Chissà se quell’atroce mattina del 4 marzo a qualcuno tornò in mente il calendario della Serie A e pensò a quanto sia beffardo, disonesto, crudele il destino. O forse semplicemente siamo davvero figli di un incomprensibile disegno e che le cose non succedono mai per caso. E che tutto accade sempre per una ragione. Non sappiamo quali siamo stati gli ultimi pensieri del cuore di Davide quell’ultima notte quando decise di smettere di pensare per fermarsi. Ma sappiamo l’eredità che ci ha lasciato. L’insostenibile pesantezza della sua mancanza. La percezione forte e delicata della sua presenza. In ogni cosa che ha sfiorato questo campionato che sta per finire. Un campionato che da quel 4 marzo non è stato più lo stesso. Per noi addetti ai lavori, per gli amanti del calcio per i tifosi, per la Fiorentina che si è vista privata del suo Capitano, per il Cagliari, orgogliosissimo di aver fatto coccolato, lanciato al grande pubblico quello che sarebbe diventato un grande uomo, dentro e fuori dal campo.

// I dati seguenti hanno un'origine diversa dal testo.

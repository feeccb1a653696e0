//! Publish service - orchestrates the publish run
//!
//! Runs install, scaffold, generate, save and deploy in order and stops at
//! the first failure.

use anyhow::{anyhow, Context, Result};
use chrono::NaiveDate;
use colored::Colorize;
use indicatif::{ProgressBar, ProgressStyle};
use std::path::PathBuf;
use std::time::{Duration, Instant};
use tracing::{debug, info};

use crate::config::{BlogConfig, Credentials};
use crate::domain::post::article_prompt;
use crate::domain::publish::{redact_token, remote_url};
use crate::domain::{Post, PublishPhase, PublishStep, StepResult};
use crate::error::PublishError;
use crate::infrastructure::{ChatClient, GitClient, JekyllSite, PackageInstaller};
use crate::ui;

/// State carried between steps of one run
#[derive(Debug, Default)]
struct PublishRun {
    post: Option<Post>,
    saved_path: Option<PathBuf>,
}

/// Service for orchestrating a publish run
pub struct PublishService {
    config: BlogConfig,
    credentials: Credentials,
    installer: PackageInstaller,
    site: JekyllSite,
    chat: ChatClient,
    git: GitClient,
}

impl PublishService {
    /// Create a publish service from validated config and resolved credentials
    pub fn new(config: BlogConfig, credentials: Credentials) -> Result<Self, PublishError> {
        let installer = PackageInstaller::new(&config.dependencies.requirements);
        let site = JekyllSite::new(&config.site.dir, &config.site.posts_subdir);
        let chat = ChatClient::new(
            &config.generator.api_base,
            &credentials.openai_api_key,
            &config.generator.model,
            config.generator.timeout()?,
        )?;
        let git =
            GitClient::in_dir(&config.site.dir).with_secret(&credentials.github_token);

        Ok(Self {
            config,
            credentials,
            installer,
            site,
            chat,
            git,
        })
    }

    /// Execute every step for a post dated `date`
    pub async fn execute(&self, date: NaiveDate) -> Result<Vec<StepResult>> {
        self.print_header(date);

        let mut run = PublishRun::default();
        let mut results = Vec::new();
        let mut phase = PublishPhase::Pending;
        debug!(?phase, "Publish run starting");

        for step in PublishStep::all() {
            phase = PublishPhase::InProgress(step);
            debug!(?phase, "Phase changed");
            info!("{} Starting: {}", step.emoji(), step.name());

            let start = Instant::now();
            let result = self.execute_step(step, date, &mut run).await;
            let duration = start.elapsed();

            match result {
                Ok(()) => {
                    info!(
                        "{} {} completed in {:.1}s",
                        "✅".green(),
                        step.name(),
                        duration.as_secs_f64()
                    );
                    results.push(StepResult::success(step, duration));
                }
                Err(e) => {
                    let msg = self.failure_message(&e);
                    info!("{} {} failed: {}", "❌".red(), step.name(), msg);
                    results.push(StepResult::failure(step, duration, &msg));
                    phase = PublishPhase::Failed(step);

                    self.print_summary(&results, phase, &run);
                    return Err(e.context(format!("{} failed", step.name())));
                }
            }
        }

        phase = PublishPhase::Completed;
        self.print_summary(&results, phase, &run);

        Ok(results)
    }

    /// Error chain as one line with the push token masked
    fn failure_message(&self, error: &anyhow::Error) -> String {
        redact_token(&format!("{:#}", error), &self.credentials.github_token)
    }

    async fn execute_step(
        &self,
        step: PublishStep,
        date: NaiveDate,
        run: &mut PublishRun,
    ) -> Result<()> {
        match step {
            PublishStep::InstallDependencies => self.step_install().await,
            PublishStep::ScaffoldSite => self.step_scaffold().await,
            PublishStep::GenerateArticle => self.step_generate(date, run).await,
            PublishStep::SaveArticle => self.step_save(run).await,
            PublishStep::Deploy => self.step_deploy().await,
        }
    }

    async fn step_install(&self) -> Result<()> {
        self.installer.install().await?;
        Ok(())
    }

    async fn step_scaffold(&self) -> Result<()> {
        self.site.ensure().await
    }

    async fn step_generate(&self, date: NaiveDate, run: &mut PublishRun) -> Result<()> {
        let prompt = article_prompt(&self.config.generator.prompt_template, &self.config.topic);

        let spinner = ProgressBar::new_spinner();
        if let Ok(style) = ProgressStyle::default_spinner().template("{spinner:.green} {msg}") {
            spinner.set_style(style);
        }
        spinner.set_message(format!("Waiting for {}...", self.config.generator.model));
        spinner.enable_steady_tick(Duration::from_millis(100));

        let body = self.chat.complete(&prompt).await;
        spinner.finish_and_clear();

        let body = body.context("Failed to generate article")?;
        info!("Generated {} characters", body.len());
        run.post = Some(Post::new(&self.config.topic, date, body));
        Ok(())
    }

    async fn step_save(&self, run: &mut PublishRun) -> Result<()> {
        let post = run
            .post
            .as_ref()
            .ok_or_else(|| anyhow!("No article was generated"))?;
        let path = self.site.write_post(post).await?;
        run.saved_path = Some(path);
        Ok(())
    }

    async fn step_deploy(&self) -> Result<()> {
        let deploy = &self.config.deploy;
        let remote = remote_url(&deploy.host, &deploy.repository, &self.credentials.github_token);

        self.git.add(&["."]).await?;
        self.git.commit(&deploy.commit_message).await?;
        self.git.push_to(&remote, &deploy.branch).await?;
        Ok(())
    }

    fn print_header(&self, date: NaiveDate) {
        ui::print_header(&format!("Publish: {}", self.config.topic));
        info!("Date: {}", date.format(crate::domain::post::DATE_FORMAT));
        info!("Site: {}", self.site.root().display());
        info!("Model: {}", self.config.generator.model);
        info!(
            "Remote: {}/{} ({})",
            self.config.deploy.host, self.config.deploy.repository, self.config.deploy.branch
        );
        println!();
    }

    fn print_summary(&self, results: &[StepResult], phase: PublishPhase, run: &PublishRun) {
        println!();
        ui::print_rule();

        match phase {
            PublishPhase::Completed => {
                ui::print_success(&format!("Published: {}", self.config.topic));
                if let Some(path) = &run.saved_path {
                    println!("   {}", path.display());
                }
            }
            PublishPhase::Failed(step) => {
                ui::print_error(&format!("Publish failed at {}", step.name()));
            }
            _ => {}
        }

        println!();
        for result in results {
            ui::print_step_result(result);
        }
        println!();
    }
}

#[cfg(test)]
mod tests {
    use super::*;
    use std::path::Path;
    use std::process::Command as StdCommand;

    fn credentials() -> Credentials {
        Credentials {
            openai_api_key: "sk-test".to_string(),
            github_token: "ghp_test".to_string(),
        }
    }

    /// Service with its site at `site_dir`, a no-op installer and an unreachable model API
    fn offline_service(site_dir: &Path) -> PublishService {
        let mut config = BlogConfig::default();
        config.site.dir = site_dir.to_string_lossy().to_string();
        config.generator.api_base = "http://127.0.0.1:9/v1".to_string();
        config.generator.timeout = "2s".to_string();

        let mut service = PublishService::new(config, credentials()).unwrap();
        service.installer = PackageInstaller::with_program("true", "requirements.txt");
        service
    }

    fn git(dir: &Path, args: &[&str]) {
        let status = StdCommand::new("git")
            .args(args)
            .current_dir(dir)
            .status()
            .unwrap();
        assert!(status.success(), "git {:?} failed", args);
    }

    fn date() -> NaiveDate {
        NaiveDate::from_ymd_opt(2025, 6, 1).unwrap()
    }

    #[tokio::test]
    async fn test_install_failure_stops_before_scaffold() {
        let dir = tempfile::tempdir().unwrap();
        let site_dir = dir.path().join("blog");
        let mut service = offline_service(&site_dir);
        service.installer = PackageInstaller::with_program("false", "requirements.txt");

        let err = service.execute(date()).await.unwrap_err();
        assert_eq!(err.to_string(), "Install Dependencies failed");
        assert!(!site_dir.exists());
    }

    #[cfg(unix)]
    #[tokio::test]
    async fn test_generation_failure_stops_before_save_and_deploy() {
        use std::os::unix::fs::PermissionsExt;

        let dir = tempfile::tempdir().unwrap();
        let site_dir = dir.path().join("blog");
        std::fs::create_dir(&site_dir).unwrap();

        let marker = dir.path().join("git-invoked");
        let fake_git = dir.path().join("fake-git");
        std::fs::write(
            &fake_git,
            format!("#!/bin/sh\ntouch \"{}\"\n", marker.display()),
        )
        .unwrap();
        std::fs::set_permissions(&fake_git, std::fs::Permissions::from_mode(0o755)).unwrap();

        let mut service = offline_service(&site_dir);
        service.git = GitClient::with_program(fake_git.to_string_lossy(), &site_dir);

        let err = service.execute(date()).await.unwrap_err();
        assert_eq!(err.to_string(), "Generate Article failed");

        let posts: Vec<_> = std::fs::read_dir(site_dir.join("_posts")).unwrap().collect();
        assert!(posts.is_empty());
        assert!(!marker.exists());
    }

    #[tokio::test]
    async fn test_deploy_commits_and_redacts_token_on_push_failure() {
        if which::which("git").is_err() {
            return;
        }
        let dir = tempfile::tempdir().unwrap();
        let site_dir = dir.path().join("blog");
        std::fs::create_dir(&site_dir).unwrap();
        git(&site_dir, &["init", "-q"]);
        git(&site_dir, &["config", "user.name", "Autoblog Test"]);
        git(&site_dir, &["config", "user.email", "autoblog@example.com"]);
        std::fs::write(site_dir.join("index.md"), "hello").unwrap();

        let mut config = BlogConfig::default();
        config.site.dir = site_dir.to_string_lossy().to_string();
        config.deploy.host = "127.0.0.1:9".to_string();
        config.deploy.repository = "no-such-owner/no-such-repo".to_string();
        let service = PublishService::new(config, credentials()).unwrap();

        let err = service.step_deploy().await.unwrap_err();
        let message = service.failure_message(&err);
        assert!(message.contains("git push failed"), "{message}");
        assert!(!message.contains("ghp_test"));
        assert!(!format!("{:#}", err).contains("ghp_test"));

        let log = StdCommand::new("git")
            .args(["log", "--format=%s"])
            .current_dir(&site_dir)
            .output()
            .unwrap();
        assert_eq!(
            String::from_utf8_lossy(&log.stdout).trim(),
            "Auto-generated blog post"
        );
    }

    #[test]
    fn test_service_creation() {
        let service = PublishService::new(BlogConfig::default(), credentials()).unwrap();
        assert_eq!(service.site.root(), std::path::Path::new("my_ai_blog"));
    }

    #[test]
    fn test_service_rejects_bad_timeout() {
        let mut config = BlogConfig::default();
        config.generator.timeout = "whenever".to_string();
        assert!(matches!(
            PublishService::new(config, credentials()),
            Err(PublishError::Config(_))
        ));
    }

    #[tokio::test]
    async fn test_save_without_article_fails() {
        let service = PublishService::new(BlogConfig::default(), credentials()).unwrap();
        let mut run = PublishRun::default();
        let err = service.step_save(&mut run).await.unwrap_err();
        assert!(err.to_string().contains("No article"));
        assert!(run.saved_path.is_none());
    }

    #[tokio::test]
    async fn test_save_writes_generated_post() {
        let dir = tempfile::tempdir().unwrap();
        let mut config = BlogConfig::default();
        config.site.dir = dir.path().to_string_lossy().to_string();
        let service = PublishService::new(config, credentials()).unwrap();
        service.site.ensure().await.unwrap();

        let date = NaiveDate::from_ymd_opt(2025, 6, 1).unwrap();
        let mut run = PublishRun {
            post: Some(Post::new("Latest AI Trends in 2025", date, "Generated.")),
            saved_path: None,
        };
        service.step_save(&mut run).await.unwrap();

        let path = run.saved_path.unwrap();
        assert!(path.ends_with("_posts/2025-06-01-Latest-AI-Trends-in-2025.md"));
        assert!(std::fs::read_to_string(path).unwrap().ends_with("Generated."));
    }
}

Parlavano di quanto sia beffardo il destino. Già. Perché al momento non vengono in mente altri termini per definire quella sorte drammatica, racchiusa in una patina di mistero e di trascendentale che ha fatto sì che nell’ultima partita al Franchi della stagione la Fiorentina abbracciasse proprio il Cagliari.

La squadra rimasta orfana incontra la squadra mamma. Insieme, oggi, si fonderanno in un unico battito. Quello per il figlio. Quello del loro figlio. Perché il cuore di Davide oggi tornerà a battere. Per 90 brevi e intensi minuti.

Nessuno muore sulla terra, finché vive nel cuore di chi resta.